Used to describe a group of medicines, statins aim to help lower the level of low-density lipoprotein (LDL), or 'bad cholesterol', in the blood, thereby reducing the risk of cardiovascular disease, the nation's biggest killer. The one-a-day tablets are commonly offered to people who have already been diagnosed with some kind of cardiovascular disease, including those who have suffered a heart attack, and those who are at high risk, typically with a one-in-five chance of developing a problem over the next ten years. Doctors typically advise various lifestyle changes be made alongside the drug.
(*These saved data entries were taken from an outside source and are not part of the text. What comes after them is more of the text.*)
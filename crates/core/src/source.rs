//! Remote collaborators: video title lookup and transcript download.
//!
//! Both are single best-effort calls. The title falls back to a placeholder;
//! a missing transcript is an error.

use std::path::Path;

use serde::Deserialize;
use tokio::{fs, process::Command};

use crate::{
    cache::find_subtitles_in_cache,
    error::{Result, TubenotesError},
    types::{Segment, Transcript},
    video::watch_url,
};

const OEMBED_URL: &str = "https://www.youtube.com/oembed";

#[derive(Debug, Deserialize)]
struct OEmbed {
    title: String,
}

/// Subtitle track in YouTube's `json3` format as written by yt-dlp.
#[derive(Debug, Default, Deserialize)]
struct Json3 {
    #[serde(default)]
    events: Vec<Json3Event>,
}

#[derive(Debug, Default, Deserialize)]
#[serde(rename_all = "camelCase")]
struct Json3Event {
    #[serde(default)]
    t_start_ms: u64,
    #[serde(default)]
    d_duration_ms: u64,
    #[serde(default)]
    segs: Vec<Json3Seg>,
}

#[derive(Debug, Default, Deserialize)]
struct Json3Seg {
    #[serde(default)]
    utf8: String,
}

pub fn placeholder_title(video_id: &str) -> String {
    format!("YouTube Video {video_id}")
}

/// Look up the video title through the oEmbed endpoint (no API key needed).
pub async fn fetch_title(video_id: &str) -> Result<String> {
    let response = reqwest::Client::new()
        .get(OEMBED_URL)
        .query(&[("url", watch_url(video_id).as_str()), ("format", "json")])
        .send()
        .await?
        .error_for_status()?
        .json::<OEmbed>()
        .await?;

    Ok(response.title)
}

/// [`fetch_title`], degrading to a placeholder title on any failure.
pub async fn fetch_title_or_placeholder(video_id: &str) -> String {
    match fetch_title(video_id).await {
        Ok(title) => title,
        Err(e) => {
            tracing::warn!(video_id, error = %e, "could not fetch video title");
            placeholder_title(video_id)
        }
    }
}

/// Download the subtitle track for `lang` with yt-dlp and parse it.
///
/// Manual subtitles are preferred; auto-generated captions are the fallback.
pub async fn fetch_transcript(video_id: &str, lang: &str, cache_dir: &Path) -> Result<Transcript> {
    fs::create_dir_all(cache_dir).await?;

    let output_template = cache_dir.join("subs.%(ext)s");
    let output = Command::new("yt-dlp")
        .arg(watch_url(video_id))
        .arg("--skip-download")
        .arg("--write-subs")
        .arg("--write-auto-subs")
        .arg("--sub-langs")
        .arg(lang)
        .arg("--sub-format")
        .arg("json3")
        .arg("-o")
        .arg(&output_template)
        .output()
        .await?;

    if !output.status.success() {
        return Err(TubenotesError::TranscriptUnavailable {
            video_id: video_id.to_string(),
            reason: String::from_utf8_lossy(&output.stderr).trim().to_string(),
        });
    }

    let subtitles_path = find_subtitles_in_cache(cache_dir, lang).ok_or_else(|| {
        TubenotesError::TranscriptUnavailable {
            video_id: video_id.to_string(),
            reason: format!("no '{lang}' subtitles published"),
        }
    })?;
    tracing::debug!(path = %subtitles_path.display(), "reading subtitles");

    let raw = fs::read_to_string(&subtitles_path).await?;
    let segments = parse_json3(&raw)?;
    if segments.is_empty() {
        return Err(TubenotesError::TranscriptUnavailable {
            video_id: video_id.to_string(),
            reason: "subtitle track is empty".to_string(),
        });
    }

    Ok(Transcript {
        video_id: video_id.to_string(),
        language: lang.to_string(),
        segments,
    })
}

/// Parse a `json3` subtitle document into transcript segments, dropping
/// events that carry no text (window setup, line breaks).
pub fn parse_json3(raw: &str) -> Result<Vec<Segment>> {
    let track: Json3 = serde_json::from_str(raw)?;

    let segments = track
        .events
        .into_iter()
        .filter_map(|event| {
            let text: String = event.segs.iter().map(|seg| seg.utf8.as_str()).collect();
            let text = text.replace('\n', " ").trim().to_string();
            if text.is_empty() {
                return None;
            }
            Some(Segment {
                text,
                start: event.t_start_ms as f64 / 1000.0,
                duration: event.d_duration_ms as f64 / 1000.0,
            })
        })
        .collect();

    Ok(segments)
}

#[cfg(test)]
mod tests {
    use super::*;

    #[test]
    fn test_parse_json3_joins_segs_and_skips_blank_events() {
        let raw = r#"{
            "wireMagic": "pb3",
            "events": [
                {"tStartMs": 0, "dDurationMs": 120000, "id": 1, "wpWinPosId": 1},
                {"tStartMs": 1500, "dDurationMs": 3000, "segs": [{"utf8": "hello"}, {"utf8": " there", "tOffsetMs": 400}]},
                {"tStartMs": 4500, "dDurationMs": 10, "aAppend": 1, "segs": [{"utf8": "\n"}]},
                {"tStartMs": 61000, "dDurationMs": 2000, "segs": [{"utf8": "general\nkenobi"}]}
            ]
        }"#;

        let segments = parse_json3(raw).unwrap();
        assert_eq!(
            segments,
            vec![
                Segment {
                    text: "hello there".to_string(),
                    start: 1.5,
                    duration: 3.0,
                },
                Segment {
                    text: "general kenobi".to_string(),
                    start: 61.0,
                    duration: 2.0,
                },
            ]
        );
    }

    #[test]
    fn test_parse_json3_without_events() {
        assert!(parse_json3("{}").unwrap().is_empty());
    }

    #[test]
    fn test_parse_json3_rejects_invalid_json() {
        assert!(matches!(
            parse_json3("not json"),
            Err(TubenotesError::Json(_))
        ));
    }

    #[test]
    fn test_placeholder_title() {
        assert_eq!(placeholder_title("abc"), "YouTube Video abc");
    }
}
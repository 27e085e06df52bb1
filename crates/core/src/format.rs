use crate::{keypoints::KeyPoints, types::Transcript};

/// Format seconds as MM:SS timestamp
pub fn format_timestamp(seconds: f64) -> String {
    let mins = (seconds / 60.0) as u32;
    let secs = (seconds % 60.0) as u32;
    format!("{:02}:{:02}", mins, secs)
}

/// Format transcript segments with timestamps, one line each
pub fn format_transcript_with_timestamps(transcript: &Transcript) -> String {
    let mut output = transcript
        .segments
        .iter()
        .map(|seg| format!("[{}] {}", format_timestamp(seg.start), seg.text.trim()))
        .collect::<Vec<_>>()
        .join("\n");
    if !output.is_empty() {
        output.push('\n');
    }
    output
}

/// Plain-text key points, underlined category headings. Empty categories are skipped.
pub fn format_key_points_readable(key_points: &KeyPoints) -> String {
    let mut output = String::new();
    for (category, points) in key_points.iter() {
        if points.is_empty() {
            continue;
        }
        let label = category.label();
        output.push_str(&format!(
            "\n{}\n{}\n",
            label,
            "=".repeat(label.chars().count())
        ));
        for point in points {
            output.push_str(&format!("- {}\n", point));
        }
    }
    output
}

/// The `## Key Points` section of a note, starting with a blank line.
pub fn format_key_points_section(key_points: &KeyPoints) -> String {
    let mut output = String::from("\n## Key Points\n");
    for (category, points) in key_points.iter() {
        if points.is_empty() {
            continue;
        }
        output.push_str(&format!("\n### {}\n", category));
        for point in points {
            output.push_str(&format!("- {}\n", point));
        }
    }
    output
}
use std::path::PathBuf;
use thiserror::Error;

#[derive(Error, Debug)]
pub enum TubenotesError {
    #[error("Could not extract a video ID from {input}")]
    InvalidVideoUrl { input: String },

    #[error("Transcript unavailable for {video_id}: {reason}")]
    TranscriptUnavailable { video_id: String, reason: String },

    #[error("Section '{section}' not found in {path}")]
    MissingSection { section: String, path: PathBuf },

    #[error("Drive path {path} does not exist")]
    DrivePathMissing { path: PathBuf },

    #[error("IO error: {0}")]
    Io(#[from] std::io::Error),

    #[error("JSON parse error: {0}")]
    Json(#[from] serde_json::Error),

    #[error("YAML error: {0}")]
    Yaml(#[from] serde_yaml::Error),

    #[error("HTTP request failed: {0}")]
    Http(#[from] reqwest::Error),
}

pub type Result<T> = std::result::Result<T, TubenotesError>;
Statins have been used for over a decade, and though they do come with side effects, they also save lives. Cholesterol is one of the biggest risk factors for heart disease, stroke and disease of the arteries, and statins are known to slow the production of bad cholesterol in the liver. In a review of 90,000 users by the Medical Research Council in Oxford and the University of Sydney, the drug was found to reduce the risk of a fatal heart attack or stroke in high-risk users by about a third. They are said to be particularly beneficial for those who have already suffered a heart attack or stroke, have angina or peripheral arterial disease.
Side effects, including diarrhoea, headaches, fatigue and joint and muscle pain can be a problem, though experts suggest that unless the problems persist or worsen, the benefit provided by the statin still outweighs the negatives.
It is estimated that some 7,000 lives are saved each year in the UK because of statins.
Some doctors have suggested that there is not enough evidence that wider usage of statins would truly benefit those in lower-risk categories, and that much of the existing data has come from the pharmaceutical firms that make the drug. According to the BBC, in a survey of 500 GPs by the magazine Pulse, only half said they would take or recommend a family member to take statins based on the new proposed guidelines.
Side effects are another issue that have caused concern amongst experts. In a Dutch survey of 4,738 statin users, 27 per cent said they suffered from side effects, with 40 per cent of those experiencing muscle pain and almost a third saddled with joint pain. The poll also found that 16 per cent had digestion problems, and 13 per cent described memory loss as a side effect. The most commonly reported side effects include headache, nausea and insomnia, while between one in 100 and one in 1,000 people were susceptible to inflammation of the liver, blurred vision and weakness. Severe side effects such as jaundice, nerve and muscle damage were rarer, affecting fewer than one in 1,000 people.
However, there have also been questions as to how much benefit is gained in those that have yet to develop a problem. Researchers in the US estimate that in 100 people without a diagnosed heart condition who take statins for five years, 98 would gain no benefit whatsoever, and only one or two of those would avoid a heart attack that might have occurred otherwise.
It is important to bear in mind though that the proposed guidelines are just that - ultimately it will be down to doctor and patient to discuss the risks and/or benefits, and make their own decision on the statin front.